Guest contribution from Nicholas Carn, Odey Asset Management
Governments are talking about reducing spending – some are even doing it. Naturally most people are sceptical. Turkeys don’t vote for Christmas, vested interests are well entrenched, in the past reductions have been short lived - strong arguments that the current efforts will eventually run into the sand.
But what if it were true? With hindsight it is clear that the first salvo in the war on inflation was fired at the FOMC meeting of September 1979. Markets then spent years refusing to believe that Volcker was serious or that he had a strong enough mandate. Gorbachev’s “Perestroika” told the world that the Soviet Union had ceased exporting revolution. The future was clear to see if one chose to see it. Sometimes the catch is that things actually are as they appear to be.
Everyone knows that governments do a lot of things that their citizens would be happy for them to stop doing. They do even more things which are, in theory, desirable but do them extremely badly and expensively. Everyone knows what food or clothing would be like if it was supplied by the State. Every developed country is on a journey of discovery about the privileges and work practises of their public servants. Their citizens will not like what they see.
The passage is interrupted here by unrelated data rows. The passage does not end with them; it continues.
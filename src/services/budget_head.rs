//! Budget head service
//!
//! Business logic on top of the registry: code uniqueness policy, not-found
//! errors for unknown ids, tracing, and success notifications.

use tracing::{debug, info};

use crate::config::Settings;
use crate::error::{BudgetHeadError, BudgetHeadResult};
use crate::models::{BudgetHead, BudgetHeadId, CreateBudgetHead, UpdateBudgetHead};
use crate::registry::BudgetHeadRegistry;
use crate::session::notification::{Notification, Notifier};

/// Service for budget head management
pub struct BudgetHeadService<'a> {
    registry: &'a mut BudgetHeadRegistry,
    notifier: &'a mut dyn Notifier,
    enforce_unique_codes: bool,
}

impl<'a> BudgetHeadService<'a> {
    /// Create a new budget head service
    pub fn new(registry: &'a mut BudgetHeadRegistry, notifier: &'a mut dyn Notifier) -> Self {
        Self {
            registry,
            notifier,
            enforce_unique_codes: false,
        }
    }

    /// Create a service honouring the user's settings
    pub fn with_settings(
        registry: &'a mut BudgetHeadRegistry,
        notifier: &'a mut dyn Notifier,
        settings: &Settings,
    ) -> Self {
        Self::new(registry, notifier).enforce_unique_codes(settings.enforce_unique_codes)
    }

    /// Reject codes already used by another budget head
    pub fn enforce_unique_codes(mut self, enforce: bool) -> Self {
        self.enforce_unique_codes = enforce;
        self
    }

    // === Queries ===

    /// List all budget heads in order
    pub fn list(&self) -> &[BudgetHead] {
        self.registry.as_slice()
    }

    /// Get a budget head by ID
    pub fn get(&self, id: &BudgetHeadId) -> Option<&BudgetHead> {
        self.registry.get(id)
    }

    /// Resolve an ID or code to a budget head ID
    ///
    /// An exact ID wins. A code must match exactly one budget head; codes
    /// shared by several heads are rejected with the matching ids.
    pub fn resolve(&self, identifier: &str) -> BudgetHeadResult<BudgetHeadId> {
        let id = BudgetHeadId::new(identifier.trim());
        if self.registry.contains(&id) {
            return Ok(id);
        }

        let matches: Vec<&BudgetHeadId> =
            self.registry.with_code(identifier).map(|h| &h.id).collect();
        match matches.as_slice() {
            [] => Err(BudgetHeadError::budget_head_not_found(identifier.trim())),
            [only] => Ok((*only).clone()),
            _ => Err(BudgetHeadError::ambiguous_code(
                identifier.trim(),
                matches.iter().copied(),
            )),
        }
    }

    /// Get a budget head by ID, failing if it doesn't exist
    pub fn require(&self, id: &BudgetHeadId) -> BudgetHeadResult<&BudgetHead> {
        self.registry
            .get(id)
            .ok_or_else(|| BudgetHeadError::budget_head_not_found(id.as_str()))
    }

    // === Mutations ===

    /// Create a new budget head
    pub fn create(&mut self, cmd: CreateBudgetHead) -> BudgetHeadResult<BudgetHead> {
        self.check_code(cmd.input.code(), None)?;

        let head = self.registry.create(cmd).clone();
        info!(id = %head.id, code = %head.code, "budget head created");

        self.notifier
            .notify(Notification::success(format!("Budget head \"{}\" created", head.name)));
        Ok(head)
    }

    /// Replace the editable fields of a budget head
    pub fn update(&mut self, cmd: UpdateBudgetHead) -> BudgetHeadResult<BudgetHead> {
        let id = cmd.id.clone();
        self.require(&id)?;
        self.check_code(cmd.input.code(), Some(&id))?;

        let head = self
            .registry
            .update(cmd)
            .cloned()
            .ok_or_else(|| BudgetHeadError::budget_head_not_found(id.as_str()))?;
        info!(id = %head.id, code = %head.code, "budget head updated");

        self.notifier
            .notify(Notification::success(format!("Budget head \"{}\" updated", head.name)));
        Ok(head)
    }

    /// Delete a budget head
    pub fn delete(&mut self, id: &BudgetHeadId) -> BudgetHeadResult<BudgetHead> {
        let head = self.registry.delete(id).ok_or_else(|| {
            debug!(id = %id, "delete of unknown budget head");
            BudgetHeadError::budget_head_not_found(id.as_str())
        })?;
        info!(id = %head.id, code = %head.code, "budget head deleted");

        self.notifier
            .notify(Notification::success(format!("Budget head \"{}\" deleted", head.name)));
        Ok(head)
    }

    /// Flip a budget head between active and inactive
    pub fn toggle_active(&mut self, id: &BudgetHeadId) -> BudgetHeadResult<BudgetHead> {
        let head = self.registry.toggle_active(id).cloned().ok_or_else(|| {
            debug!(id = %id, "toggle of unknown budget head");
            BudgetHeadError::budget_head_not_found(id.as_str())
        })?;
        info!(id = %head.id, active = head.is_active, "budget head toggled");

        let verb = if head.is_active {
            "activated"
        } else {
            "deactivated"
        };
        self.notifier
            .notify(Notification::success(format!("Budget head \"{}\" {}", head.name, verb)));
        Ok(head)
    }

    /// Report a failed operation through the notification surface
    pub fn report_error(&mut self, err: &BudgetHeadError) {
        self.notifier.notify(Notification::error(err.to_string()));
    }

    fn check_code(&self, code: &str, editing: Option<&BudgetHeadId>) -> BudgetHeadResult<()> {
        if !self.enforce_unique_codes {
            return Ok(());
        }

        let taken = self
            .registry
            .iter()
            .any(|h| h.code.eq_ignore_ascii_case(code) && Some(&h.id) != editing);
        if taken {
            return Err(BudgetHeadError::duplicate_code(code));
        }
        Ok(())
    }
}
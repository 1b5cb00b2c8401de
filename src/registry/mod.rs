//! In-memory budget head registry
//!
//! Holds the ordered list of budget heads and applies the raw mutations.
//! Nothing here is written to disk; the registry lives as long as its owner.
//!
//! Lookups by an unknown id are silent no-ops at this layer: the mutating
//! methods return `None` and leave the list untouched. The service layer
//! decides whether that is an error.

pub mod seed;

use std::fmt;

use crate::config::settings::{IdStrategy, Settings};
use crate::error::{BudgetHeadError, BudgetHeadResult};
use crate::models::{
    BudgetHead, BudgetHeadId, CreateBudgetHead, IdGenerator, SequentialIdGenerator,
    UpdateBudgetHead, UuidIdGenerator,
};

pub use seed::{default_budget_heads, DEFAULT_HEAD_COUNT};

/// Ordered collection of budget heads with unique ids
pub struct BudgetHeadRegistry {
    items: Vec<BudgetHead>,
    ids: Box<dyn IdGenerator>,
}

impl BudgetHeadRegistry {
    /// Create an empty registry
    pub fn new(ids: Box<dyn IdGenerator>) -> Self {
        Self {
            items: Vec::new(),
            ids,
        }
    }

    /// Create a registry from existing records
    ///
    /// Fails if two records share an id.
    pub fn with_items(
        items: Vec<BudgetHead>,
        ids: Box<dyn IdGenerator>,
    ) -> BudgetHeadResult<Self> {
        for (i, head) in items.iter().enumerate() {
            if items[..i].iter().any(|other| other.id == head.id) {
                return Err(BudgetHeadError::Duplicate {
                    entity_type: "Budget head id",
                    identifier: head.id.to_string(),
                });
            }
        }
        Ok(Self { items, ids })
    }

    /// Create a registry holding the default records, numbering new heads
    /// after them
    pub fn seeded() -> Self {
        let ids = SequentialIdGenerator::starting_at(DEFAULT_HEAD_COUNT as u64 + 1);
        Self {
            items: default_budget_heads(),
            ids: Box::new(ids),
        }
    }

    /// Build a registry as described by the user's settings
    pub fn from_settings(settings: &Settings) -> Self {
        let ids: Box<dyn IdGenerator> = match settings.id_strategy {
            IdStrategy::Sequential => {
                let first = if settings.seed_defaults {
                    DEFAULT_HEAD_COUNT as u64 + 1
                } else {
                    1
                };
                Box::new(SequentialIdGenerator::starting_at(first))
            }
            IdStrategy::Uuid => Box::new(UuidIdGenerator),
        };

        let items = if settings.seed_defaults {
            default_budget_heads()
        } else {
            Vec::new()
        };

        Self { items, ids }
    }

    // Queries

    /// Number of budget heads
    pub fn len(&self) -> usize {
        self.items.len()
    }

    /// Whether the registry holds no budget heads
    pub fn is_empty(&self) -> bool {
        self.items.is_empty()
    }

    /// Iterate budget heads in order
    pub fn iter(&self) -> impl Iterator<Item = &BudgetHead> {
        self.items.iter()
    }

    /// All budget heads in order
    pub fn as_slice(&self) -> &[BudgetHead] {
        &self.items
    }

    /// Get a budget head by id
    pub fn get(&self, id: &BudgetHeadId) -> Option<&BudgetHead> {
        self.items.iter().find(|h| &h.id == id)
    }

    /// Whether a budget head with this id exists
    pub fn contains(&self, id: &BudgetHeadId) -> bool {
        self.get(id).is_some()
    }

    /// Position of a budget head in the list
    pub fn position(&self, id: &BudgetHeadId) -> Option<usize> {
        self.items.iter().position(|h| &h.id == id)
    }

    /// Budget heads with this code (case-insensitive), in order
    pub fn with_code<'a>(&'a self, code: &'a str) -> impl Iterator<Item = &'a BudgetHead> + 'a {
        let code = code.trim();
        self.items
            .iter()
            .filter(move |h| h.code.eq_ignore_ascii_case(code))
    }

    // Mutations

    /// Append a new, active budget head
    pub fn create(&mut self, cmd: CreateBudgetHead) -> &BudgetHead {
        let id = self.fresh_id();
        let index = self.items.len();
        self.items.push(BudgetHead::new(id, cmd.input));
        &self.items[index]
    }

    /// Replace the editable fields of a budget head in place
    ///
    /// Id, active flag and position are kept. Unknown ids are ignored.
    pub fn update(&mut self, cmd: UpdateBudgetHead) -> Option<&BudgetHead> {
        let index = self.position(&cmd.id)?;
        let head = &mut self.items[index];
        head.apply(cmd.input);
        Some(&*head)
    }

    /// Remove a budget head. Unknown ids are ignored.
    pub fn delete(&mut self, id: &BudgetHeadId) -> Option<BudgetHead> {
        let index = self.position(id)?;
        Some(self.items.remove(index))
    }

    /// Flip the active flag of a budget head. Unknown ids are ignored.
    pub fn toggle_active(&mut self, id: &BudgetHeadId) -> Option<&BudgetHead> {
        let index = self.position(id)?;
        let head = &mut self.items[index];
        head.toggle_active();
        Some(&*head)
    }

    fn fresh_id(&mut self) -> BudgetHeadId {
        loop {
            let id = self.ids.next_id();
            if !self.contains(&id) {
                return id;
            }
        }
    }
}

impl Default for BudgetHeadRegistry {
    fn default() -> Self {
        Self::seeded()
    }
}

impl fmt::Debug for BudgetHeadRegistry {
    fn fmt(&self, f: &mut fmt::Formatter<'_>) -> fmt::Result {
        f.debug_struct("BudgetHeadRegistry")
            .field("items", &self.items)
            .finish_non_exhaustive()
    }
}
Globalisation has transformed work practises and productivity in the private sector. To a large extent the public sector has been insulated. The disinflationary trend enjoyed by the developed world has largely consisted of falling prices in internationally traded goods and services combined with inflation in administered prices and state provided services. There is no good reason why this should have been the case. A large part of what governments do is data processing. In the private sector, data processing dependent businesses, retail banking for example, have seen a big fall in headcount and a step change in productivity over the last fifteen years. Nor is it universally true that the public sector has seen poor productivity growth. The German state sector has seen headcount fall by 20% and has lowered prices of a number of State provided services.
The effect of restructuring the state sector is not in anyone’s model. How could it be ? It hasn’t happened before. Nevertheless it is possible to make some informed guesses. It would be a second disinflationary wave at least comparable to the corporate restructuring which began in the wake of the credit collapse of the early 1990s. Firstly, poor labour productivity in the state sector represents a lot of spare resources potentially available to the economy. Secondly, a lot of the costs are borne directly by the private sector and reducing prices [and bureaucracy] would raise private sector productivity further.
There is no doubt that, even if victory is secured , the battle will be bitterly fought. The reduction in UK public spending after WW1, the so called “Geddes axe” achieved only about half of its objectives. However the state sector was very much smaller then and the scope for reducing its activities correspondingly less. The UK government is currently running an extensive TV advertising campaign encouraging its citizens to use handkerchiefs. Even a decision to cease transmitting the message would improve welfare as advertising breaks would be shorter.


The "Geddes Axe" fell short of its objectives because the government (a Con-Lib coalition similar to today's) ran out of bottle. Geddes had an easy target, too: the UK had just spent fortunes on a war, and in particular on vastly expensive battleships. He argued that naval spending should be cut hard since the next war would be fought in the air. Such a proposal was deeply controversial just a few years after Jutland. Similarly, today's easy target - the NHS, which has benefited from huge largesse over the past decade - has been unwisely 'ring-fenced'.